(Beginning of Given data)

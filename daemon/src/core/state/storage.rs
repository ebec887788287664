//! Structured storage: variable-length byte blobs laid out over
//! fixed-width trie slots of a system account.
//!
//! The header word under `keccak(key)` packs the byte size and the
//! slot count; payload words live at
//! `keccak(minimal_be(i) ‖ minimal_be(keccak(key)))` with the bytes
//! right-aligned inside each 32-byte word. Every write bumps the
//! account nonce so stale readers can detect the change.

use super::StateDB;
use tempo_common::crypto::{keccak256, keccak256_concat, Address, Hash, HASH_SIZE};

impl StateDB {
    /// Raw slot read; absent accounts and absent slots read as zero.
    pub fn get_state(&self, addr: &Address, key: &Hash) -> Hash {
        self.account(addr)
            .and_then(|acc| acc.storage.get(key).copied())
            .unwrap_or_default()
    }

    pub fn set_state(&mut self, addr: &Address, key: Hash, value: Hash) {
        self.account_mut(addr).storage.insert(key, value);
    }

    /// Read a variable-length blob stored under `key`. An absent key
    /// yields an empty vector.
    pub fn get_struct_data(&self, addr: &Address, key: &[u8]) -> Vec<u8> {
        if key.is_empty() {
            return Vec::new();
        }
        let key_hash = keccak256(key);
        let info = self.get_state(addr, &key_hash);
        let size = read_be4(&info.as_bytes()[0..4]) as usize;
        let slots = read_be4(&info.as_bytes()[HASH_SIZE / 2..HASH_SIZE / 2 + 4]) as usize;

        let mut data = vec![0u8; size];
        for i in 0..slots {
            let start = i * HASH_SIZE;
            if start >= size {
                break;
            }
            let end = (start + HASH_SIZE).min(size);
            let word = self.get_state(addr, &payload_slot_key(i as u64, &key_hash));
            let n = end - start;
            data[start..end].copy_from_slice(&word.as_bytes()[HASH_SIZE - n..]);
        }
        data
    }

    /// Write a variable-length blob under `key`, bumping the account
    /// nonce.
    pub fn set_struct_data(&mut self, addr: &Address, key: &[u8], value: &[u8]) {
        if key.is_empty() {
            return;
        }
        let size = value.len();
        let slots = size / HASH_SIZE + usize::from(size % HASH_SIZE != 0);

        let mut info = [0u8; HASH_SIZE];
        info[0..4].copy_from_slice(&(size as u32).to_be_bytes());
        info[HASH_SIZE / 2..HASH_SIZE / 2 + 4].copy_from_slice(&(slots as u32).to_be_bytes());

        let key_hash = keccak256(key);
        self.set_state(addr, key_hash, Hash::new(info));

        for i in 0..slots {
            let start = i * HASH_SIZE;
            let end = (start + HASH_SIZE).min(size);
            let word = Hash::from_slice_padded(&value[start..end]);
            self.set_state(addr, payload_slot_key(i as u64, &key_hash), word);
        }

        let account = self.account_mut(addr);
        account.nonce += 1;
    }

    // ----- whole-account data blob (ticket storage) -----

    pub fn set_data(&mut self, addr: &Address, value: Vec<u8>) -> Hash {
        let hash = keccak256(&value);
        let account = self.account_mut(addr);
        account.data = value;
        account.data_hash = hash;
        hash
    }

    pub fn get_data(&self, addr: &Address) -> Vec<u8> {
        self.account(addr)
            .map(|acc| acc.data.clone())
            .unwrap_or_default()
    }

    pub fn get_data_hash(&self, addr: &Address) -> Hash {
        self.account(addr)
            .map(|acc| acc.data_hash)
            .unwrap_or_default()
    }
}

fn read_be4(bytes: &[u8]) -> u32 {
    u32::from_be_bytes([bytes[0], bytes[1], bytes[2], bytes[3]])
}

fn payload_slot_key(index: u64, key_hash: &Hash) -> Hash {
    let index_bytes = index.to_be_bytes();
    let index_min = strip_leading_zeros(&index_bytes);
    let key_min = strip_leading_zeros(key_hash.as_bytes());
    keccak256_concat(&[index_min, key_min])
}

// big.Int style minimal big-endian form: zero encodes as empty
fn strip_leading_zeros(bytes: &[u8]) -> &[u8] {
    let first = bytes.iter().position(|b| *b != 0).unwrap_or(bytes.len());
    &bytes[first..]
}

(End of Given data)

* [Exercise goal]:
Reprint exactly, and only, the lines running from the one containing "let word = Hash::from_slice_padded(&value[start..end]);" through the last line of the listing above.

* [Exercise solution]:
            let word = Hash::from_slice_padded(&value[start..end]);
            self.set_state(addr, payload_slot_key(i as u64, &key_hash), word);
        }

        let account = self.account_mut(addr);
        account.nonce += 1;
    }

    // ----- whole-account data blob (ticket storage) -----

    pub fn set_data(&mut self, addr: &Address, value: Vec<u8>) -> Hash {
        let hash = keccak256(&value);
        let account = self.account_mut(addr);
        account.data = value;
        account.data_hash = hash;
        hash
    }

    pub fn get_data(&self, addr: &Address) -> Vec<u8> {
        self.account(addr)
            .map(|acc| acc.data.clone())
            .unwrap_or_default()
    }

    pub fn get_data_hash(&self, addr: &Address) -> Hash {
        self.account(addr)
            .map(|acc| acc.data_hash)
            .unwrap_or_default()
    }
}

fn read_be4(bytes: &[u8]) -> u32 {
    u32::from_be_bytes([bytes[0], bytes[1], bytes[2], bytes[3]])
}

fn payload_slot_key(index: u64, key_hash: &Hash) -> Hash {
    let index_bytes = index.to_be_bytes();
    let index_min = strip_leading_zeros(&index_bytes);
    let key_min = strip_leading_zeros(key_hash.as_bytes());
    keccak256_concat(&[index_min, key_min])
}

// big.Int style minimal big-endian form: zero encodes as empty
fn strip_leading_zeros(bytes: &[u8]) -> &[u8] {
    let first = bytes.iter().position(|b| *b != 0).unwrap_or(bytes.len());
    &bytes[first..]
}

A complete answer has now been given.